Shim Jung Eun, Lee Insuk
Department of Biotechnology, College of Life Science and Biotechnology, Yonsei University, Seoul, Korea.
Bioinformatics. 2016 Sep 15;32(18):2824-30. doi: 10.1093/bioinformatics/btw320. Epub 2016 May 20.
Functional protein-protein interaction (PPI) networks elucidate molecular pathways underlying complex phenotypes, including those of human diseases. Extrapolation of domain-domain interactions (DDIs) from known PPIs is a major domain-based method for inferring functional PPI networks. However, the protein domain is a functional unit of the protein. Therefore, we should be able to effectively infer functional interactions between proteins based on the co-occurrence of domains.

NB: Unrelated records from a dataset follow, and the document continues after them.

impl HostRuntime for MemoryHost {
    fn load_class(&self, name: &str) -> ClassLookup {
        *self.lookups.entry(name.to_string()).or_insert(0) += 1;

        let Some(id) = self.id_of(name) else {
            return ClassLookup::Missing;
        };
        let Some(def) = self.def(id) else {
            return ClassLookup::Missing;
        };

        let supers = def.effective_superclass().into_iter().chain(def.interfaces.iter().cloned());
        for sup in supers {
            if self.id_of(&sup).is_none() {
                return ClassLookup::Broken(self.raise("java.lang.NoClassDefFoundError", Some(sup)));
            }
        }

        if let Some(error) = &def.init_error {
            let first_failure = self.init_failed.lock().insert(id);
            let exception = if first_failure {
                self.raise("java.lang.ExceptionInInitializerError", Some(error.clone()))
            } else {
                self.raise(
                    "java.lang.NoClassDefFoundError",
                    Some(format!("Could not initialize class {}", name)),
                )
            };
            tracing::debug!(target: "crossway::host", class = name, "static initializer failed");
            return ClassLookup::Broken(exception);
        }
        ClassLookup::Found(id)
    }

    fn describe_class(&self, class: ForeignClassId) -> Result<ForeignClassInfo, ForeignException> {
        let def = self.def(class).ok_or_else(|| {
            self.raise("java.lang.NoClassDefFoundError", Some(format!("class #{}", class.0)))
        })?;

        let mut annotations = def.annotations.clone();
        let mut next = def.effective_superclass();
        while let Some(parent) = next.and_then(|name| self.def_by_name(&name)) {
            for annotation in &parent.annotations {
                if !annotations.contains(annotation) {
                    annotations.push(annotation.clone());
                }
            }
            next = parent.effective_superclass();
        }

        Ok(ForeignClassInfo {
            name: def.name.clone(),
            modifiers: def.modifier_bits(),
            superclass: def.effective_superclass(),
            interfaces: def.interfaces.clone(),
            annotations,
            declared_annotations: def.annotations.clone(),
            methods: def.methods.iter().map(|m| m.info(&def.name)).collect(),
        })
    }

    fn package_exists(&self, name: &str) -> bool {
        let prefix = format!("{}.", name);
        self.classes
            .read()
            .visible
            .keys()
            .any(|class| class.starts_with(&prefix))
    }

    fn class_of(&self, object: ObjectId) -> Result<ForeignClassId, ForeignException> {
        self.heap.class_of(object).ok_or_else(|| {
            self.raise(
                "java.lang.NullPointerException",
                Some(format!("no live object #{}", object.0)),
            )
        })
    }

    fn is_instance(&self, object: ObjectId, class: ForeignClassId) -> bool {
        let (Some(actual), Some(target)) = (self.heap.class_of(object), self.def(class)) else {
            return false;
        };
        self.ancestors(actual).contains(&target.name)
    }

    fn new_instance(
        &self,
        class: ForeignClassId,
        args: &[HostValue],
    ) -> Result<HostValue, ForeignException> {
        let def = self.def(class).ok_or_else(|| {
            self.raise("java.lang.NoClassDefFoundError", Some(format!("class #{}", class.0)))
        })?;
        if !def.is_instantiable() {
            return Err(self.raise("java.lang.InstantiationException", Some(def.name.clone())));
        }
        let state = self.initial_state(&def, args)?;
        Ok(HostValue::Object(self.heap.alloc(class, state)))
    }

    fn invoke(
        &self,
        target: ObjectId,
        method: &str,
        args: &[HostValue],
    ) -> Result<HostValue, ForeignException> {
        let cell = self.cell(target)?;
        let class = cell.lock().class;
        let behavior = self.def(class).map_or(Behavior::Plain, |d| d.behavior);

        if let Some(result) = self.instance_call(target, &cell, behavior, method, args)? {
            return Ok(result);
        }
        match (method, args) {
            ("equals", [other]) => Ok(HostValue::Bool(
                self.values_equal(&HostValue::Object(target), other),
            )),
            ("hashCode", []) => Ok(HostValue::Int(target.0 as i64)),
            ("toString", []) => {
                let name = self.def(class).map(|d| d.name.clone()).unwrap_or_default();
                Ok(HostValue::Str(format!("{}@{:x}", name, target.0)))
            }
            _ => self.declared_call(class, method, false),
        }
    }

    fn invoke_static(
        &self,
        class: ForeignClassId,
        method: &str,
        args: &[HostValue],
    ) -> Result<HostValue, ForeignException> {
        let def = self.def(class).ok_or_else(|| {
            self.raise("java.lang.NoClassDefFoundError", Some(format!("class #{}", class.0)))
        })?;
        if let Some(result) = self.static_call(&def, class, method, args)? {
            return Ok(result);
        }
        self.declared_call(class, method, true)
    }

    fn implement_interface(
        &self,
        interface: ForeignClassId,
        callback: Arc<dyn ForeignCallback>,
    ) -> Result<ObjectId, ForeignException> {
        let def = self.def(interface).ok_or_else(|| {
            self.raise("java.lang.NoClassDefFoundError", Some(format!("class #{}", interface.0)))
        })?;
        if !def.is_interface() {
            return Err(self.raise(
                "java.lang.IllegalArgumentException",
                Some(format!("{} is not an interface", def.name)),
            ));
        }
        let n = self.proxy_counter.fetch_add(1, AtomicOrdering::Relaxed);
        let proxy = ClassDef::new(&format!("jdk.proxy.$Proxy{}", n))
            .with_modifiers(&["public", "final"])
            .implements(&[def.name.as_str()])
            .behavior(Behavior::Callback);
        let class = self.define_class(proxy);
        Ok(self.heap.alloc(class, ObjectState::Callback(callback)))
    }

    fn add_classpath_entry(&self, location: &Path) -> Result<(), ForeignException> {
        let archived = self.classes.write().archives.remove(location);
        match archived {
            Some(defs) => {
                tracing::debug!(
                    target: "crossway::host",
                    location = %location.display(),
                    classes = defs.len(),
                    "classpath entry added"
                );
                for def in defs {
                    self.define_class(def);
                }
            }
            None => {
                tracing::debug!(
                    target: "crossway::host",
                    location = %location.display(),
                    "classpath entry has no classes"
                );
            }
        }
        Ok(())
    }
}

Here, we present a method for inferring accurate functional PPIs based on the similarity of domain composition between proteins by weighted mutual information (MI) that assigned different weights to the domains based on their genome-wide frequencies. Weighted MI outperforms other domain-based network inference methods and is highly predictive for pathways as well as phenotypes. A genome-scale human functional network determined by our method reveals numerous communities that are significantly associated with known pathways and diseases. Domain-based functional networks may, therefore, have potential applications in mapping domain-to-pathway or domain-to-phenotype associations.
Source code for calculating weighted mutual information based on the domain profile matrix is available from www.netbiolab.org/w/WMI CONTACT: Insuklee@yonsei.ac.kr
Supplementary data are available at Bioinformatics online.
功能性蛋白质-蛋白质相互作用(PPI)网络阐明了复杂表型(包括人类疾病表型)背后的分子途径。从已知的PPI推断结构域-结构域相互作用(DDI)是推断功能性PPI网络的一种主要的基于结构域的方法。然而,蛋白质结构域是蛋白质的功能单位。因此,我们应该能够基于结构域的共现有效地推断蛋白质之间的功能相互作用。
在此,我们提出了一种基于蛋白质之间结构域组成相似性的加权互信息(MI)推断准确功能性PPI的方法,该方法根据结构域在全基因组中的频率为其赋予不同权重。加权MI优于其他基于结构域的网络推断方法,并且对途径和表型具有高度预测性。通过我们的方法确定的全基因组规模的人类功能网络揭示了许多与已知途径和疾病显著相关的群落。因此,基于结构域的功能网络在绘制结构域到途径或结构域到表型的关联方面可能具有潜在应用。
基于结构域概况矩阵计算加权互信息的源代码可从www.netbiolab.org/w/WMI获取。
补充数据可在《生物信息学》在线获取。